All this conjures up a picture of floodlit arenas beneath the
stars and velvet skies. The
imagination does not fill in other details—the make-up running in the
pouring sweat, under a costume weighing 20 pounds more, in heat reaching
90 degrees even at night. These,
and gastro-enteritis, were not the only local hazards of this tour.
In Dubrovnik, Antony and Cleopatra was played against the splendid backdrop of
the Ducal Palace.
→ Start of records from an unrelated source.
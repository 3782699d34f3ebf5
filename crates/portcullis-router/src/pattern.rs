//! Route pattern compilation.
//!
//! A pattern is split on `/` (outside of `{...}`) into segments:
//!
//! | Token          | Segment                  | Matches                                  |
//! |----------------|--------------------------|------------------------------------------|
//! | `explore`      | [`Segment::Literal`]     | exactly `explore`                        |
//! | `{username}`   | [`Segment::Param`]       | any one non-empty segment                |
//! | `{sha:[a-f0-9]{7,40}}` | [`Segment::RegexParam`] | one segment fully matching the regex |
//! | `*` / `*path`  | [`Segment::Wildcard`]    | the rest of the path, possibly empty     |
//!
//! Empty segments are ignored, so `/a//b/` and `/a/b` compile identically.

use std::collections::HashSet;
use std::fmt;

use regex::Regex;

use crate::error::CompileError;

/// Name a bare `*` wildcard is bound under.
pub const WILDCARD_NAME: &str = "*";

/// One compiled path segment.
#[derive(Debug, Clone)]
pub enum Segment {
    /// Literal text that must match the path segment exactly.
    Literal(String),
    /// A named parameter binding one whole segment.
    Param(String),
    /// A named parameter constrained by an anchored regex.
    RegexParam {
        /// Parameter name
        name: String,
        /// The constraint as written in the pattern
        source: String,
        /// The constraint compiled as `^(?:source)$`
        regex: Regex,
    },
    /// Binds the remainder of the path. Only valid as the last segment.
    Wildcard(String),
}

impl Segment {
    /// Returns the bound parameter name, if this segment binds one.
    #[must_use]
    pub fn param_name(&self) -> Option<&str> {
        match self {
            Self::Literal(_) => None,
            Self::Param(name) | Self::RegexParam { name, .. } | Self::Wildcard(name) => Some(name),
        }
    }

    /// Returns true if both segments occupy the same tree slot.
    ///
    /// Two regex params share a slot only if their name and constraint agree.
    #[must_use]
    pub fn same_slot(&self, other: &Self) -> bool {
        match (self, other) {
            (Self::Literal(a), Self::Literal(b))
            | (Self::Param(a), Self::Param(b))
            | (Self::Wildcard(a), Self::Wildcard(b)) => a == b,
            (
                Self::RegexParam { name: a, source: sa, .. },
                Self::RegexParam { name: b, source: sb, .. },
            ) => a == b && sa == sb,
            _ => false,
        }
    }
}

impl PartialEq for Segment {
    fn eq(&self, other: &Self) -> bool {
        self.same_slot(other)
    }
}

impl Eq for Segment {}

impl fmt::Display for Segment {
    fn fmt(&self, f: &mut fmt::Formatter<'_>) -> fmt::Result {
        match self {
            Self::Literal(text) => f.write_str(text),
            Self::Param(name) => write!(f, "{{{name}}}"),
            Self::RegexParam { name, source, .. } => write!(f, "{{{name}:{source}}}"),
            Self::Wildcard(name) if name == WILDCARD_NAME => f.write_str("*"),
            Self::Wildcard(name) => write!(f, "*{name}"),
        }
    }
}

/// A compiled route pattern.
///
/// # Example
///
/// ```rust
/// use portcullis_router::{RoutePattern, Segment};
///
/// let pattern = RoutePattern::parse("/{username}/{reponame}/commit/{sha:[a-f0-9]{7,40}}").unwrap();
/// assert_eq!(pattern.segments().len(), 4);
/// assert!(matches!(pattern.segments()[3], Segment::RegexParam { .. }));
/// ```
#[derive(Debug, Clone, PartialEq, Eq)]
pub struct RoutePattern {
    raw: String,
    segments: Vec<Segment>,
}

impl RoutePattern {
    /// Compiles a pattern string.
    ///
    /// # Errors
    ///
    /// Returns a [`CompileError`] if a wildcard is not last, a parameter name
    /// repeats, a regex fails to compile, a brace is left open, or a
    /// parameter shares its segment with literal text.
    pub fn parse(pattern: &str) -> Result<Self, CompileError> {
        let tokens = split_segments(pattern)?;
        let mut segments = Vec::with_capacity(tokens.len());
        let mut seen = HashSet::new();

        for (index, token) in tokens.iter().enumerate() {
            let segment = classify(pattern, token)?;

            if matches!(segment, Segment::Wildcard(_)) && index + 1 != tokens.len() {
                return Err(CompileError::WildcardNotLast {
                    pattern: pattern.to_string(),
                });
            }

            if let Some(name) = segment.param_name() {
                if !seen.insert(name.to_string()) {
                    return Err(CompileError::DuplicateParam {
                        pattern: pattern.to_string(),
                        name: name.to_string(),
                    });
                }
            }

            segments.push(segment);
        }

        Ok(Self {
            raw: pattern.to_string(),
            segments,
        })
    }

    /// Returns the pattern as written.
    #[must_use]
    pub fn as_str(&self) -> &str {
        &self.raw
    }

    /// Returns the compiled segments.
    #[must_use]
    pub fn segments(&self) -> &[Segment] {
        &self.segments
    }

    /// Returns the parameter names bound by this pattern, in order.
    pub fn param_names(&self) -> impl Iterator<Item = &str> {
        self.segments.iter().filter_map(Segment::param_name)
    }

    /// Returns true if the pattern ends in a wildcard.
    #[must_use]
    pub fn has_wildcard(&self) -> bool {
        matches!(self.segments.last(), Some(Segment::Wildcard(_)))
    }
}

impl fmt::Display for RoutePattern {
    fn fmt(&self, f: &mut fmt::Formatter<'_>) -> fmt::Result {
        f.write_str(&self.raw)
    }
}

/// Joins a group prefix and a relative pattern.
///
/// An empty `pattern` registers at the prefix itself.
///
/// ```rust
/// use portcullis_router::join_paths;
///
/// assert_eq!(join_paths("/user/settings", "/keys"), "/user/settings/keys");
/// assert_eq!(join_paths("/user/settings/", ""), "/user/settings");
/// assert_eq!(join_paths("", "explore"), "/explore");
/// assert_eq!(join_paths("", ""), "/");
/// ```
#[must_use]
pub fn join_paths(prefix: &str, pattern: &str) -> String {
    let prefix = prefix.trim_end_matches('/');
    let mut joined = String::with_capacity(prefix.len() + pattern.len() + 1);
    if !prefix.is_empty() && !prefix.starts_with('/') {
        joined.push('/');
    }
    joined.push_str(prefix);
    if !pattern.is_empty() {
        if !pattern.starts_with('/') {
            joined.push('/');
        }
        joined.push_str(pattern);
    }
    if joined.is_empty() {
        joined.push('/');
    }
    joined
}

/// Splits on `/` at brace depth zero, dropping empty segments.
fn split_segments(pattern: &str) -> Result<Vec<&str>, CompileError> {
    let mut tokens = Vec::new();
    let mut depth = 0usize;
    let mut start = 0;

    for (i, c) in pattern.char_indices() {
        match c {
            '{' => depth += 1,
            '}' => depth = depth.saturating_sub(1),
            '/' if depth == 0 => {
                if i > start {
                    tokens.push(&pattern[start..i]);
                }
                start = i + 1;
            }
            _ => {}
        }
    }

    if depth != 0 {
        return Err(CompileError::UnterminatedParam {
            pattern: pattern.to_string(),
        });
    }
    if start < pattern.len() {
        tokens.push(&pattern[start..]);
    }
    Ok(tokens)
}

fn classify(pattern: &str, token: &str) -> Result<Segment, CompileError> {
    if let Some(rest) = token.strip_prefix('{') {
        let close = matching_brace(rest).ok_or_else(|| CompileError::UnterminatedParam {
            pattern: pattern.to_string(),
        })?;
        if close + 1 != rest.len() {
            return Err(mixed(pattern, token));
        }
        let inner = &rest[..close];
        let (name, constraint) = match inner.split_once(':') {
            Some((name, constraint)) => (name, Some(constraint)),
            None => (inner, None),
        };
        check_name(pattern, name)?;

        return match constraint {
            None => Ok(Segment::Param(name.to_string())),
            Some(source) => {
                let regex = Regex::new(&format!("^(?:{source})$")).map_err(|source| {
                    CompileError::InvalidRegex {
                        pattern: pattern.to_string(),
                        name: name.to_string(),
                        source,
                    }
                })?;
                Ok(Segment::RegexParam {
                    name: name.to_string(),
                    source: source.to_string(),
                    regex,
                })
            }
        };
    }

    if token.contains('{') {
        return Err(mixed(pattern, token));
    }

    if let Some(name) = token.strip_prefix('*') {
        if name.is_empty() {
            return Ok(Segment::Wildcard(WILDCARD_NAME.to_string()));
        }
        check_name(pattern, name)?;
        return Ok(Segment::Wildcard(name.to_string()));
    }

    Ok(Segment::Literal(token.to_string()))
}

/// Byte offset of the `}` closing an already-opened brace.
fn matching_brace(s: &str) -> Option<usize> {
    let mut depth = 1usize;
    for (i, c) in s.char_indices() {
        match c {
            '{' => depth += 1,
            '}' => {
                depth -= 1;
                if depth == 0 {
                    return Some(i);
                }
            }
            _ => {}
        }
    }
    None
}

fn check_name(pattern: &str, name: &str) -> Result<(), CompileError> {
    let valid = !name.is_empty() && name.chars().all(|c| c.is_ascii_alphanumeric() || c == '_');
    if valid {
        Ok(())
    } else {
        Err(CompileError::InvalidParamName {
            pattern: pattern.to_string(),
            name: name.to_string(),
        })
    }
}

fn mixed(pattern: &str, segment: &str) -> CompileError {
    CompileError::MixedSegment {
        pattern: pattern.to_string(),
        segment: segment.to_string(),
    }
}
In fact
this meant performing at the end of a sealed-off street.
The café next door to the palace stayed noisily open throughout
and several hundred house martins roosting on the palace pillars were
woken by the lights, decided it was dawn and kept up a deafening,
screeching, twittering chorus, through which the actors had to shout to
be heard.
In
Split it was Diocletian’s Palace which formed the setting—an
all-too-solid palace when an actor going off stage left had to find his
way through a maze of back streets and alleys in order to reappear stage
right. One of the actors,
finding his way blocked in an alley by three apparent thugs, had the
presence of mind to draw his sword to put them to flight.
In
Amman there were two kings in the audience, Hussein of Jordan and his
guest Constantine of Greece. Their
presence required so many bodyguards that the actors had to push them
aside to get on stage. Only
100 yards from the Sphinx (for the Cairo performance) was a night club
pouring forth Arab music while the open ground of the stage poured forth
ants, half an inch long, which marched purposefully up the inside of
cloaks and costumes. And in
Istanbul, the line ‘The rest is silence’ was answered by the
mournful hooting of the ferrier in the Bosphorous below.
Another
diplomatic problem arose when Derek Jacobi’s passport was found to
contain an Israeli visa. He
was hastily issued with a new one by the British Embassy to enable him
to survive passport inspection at Cairo airport.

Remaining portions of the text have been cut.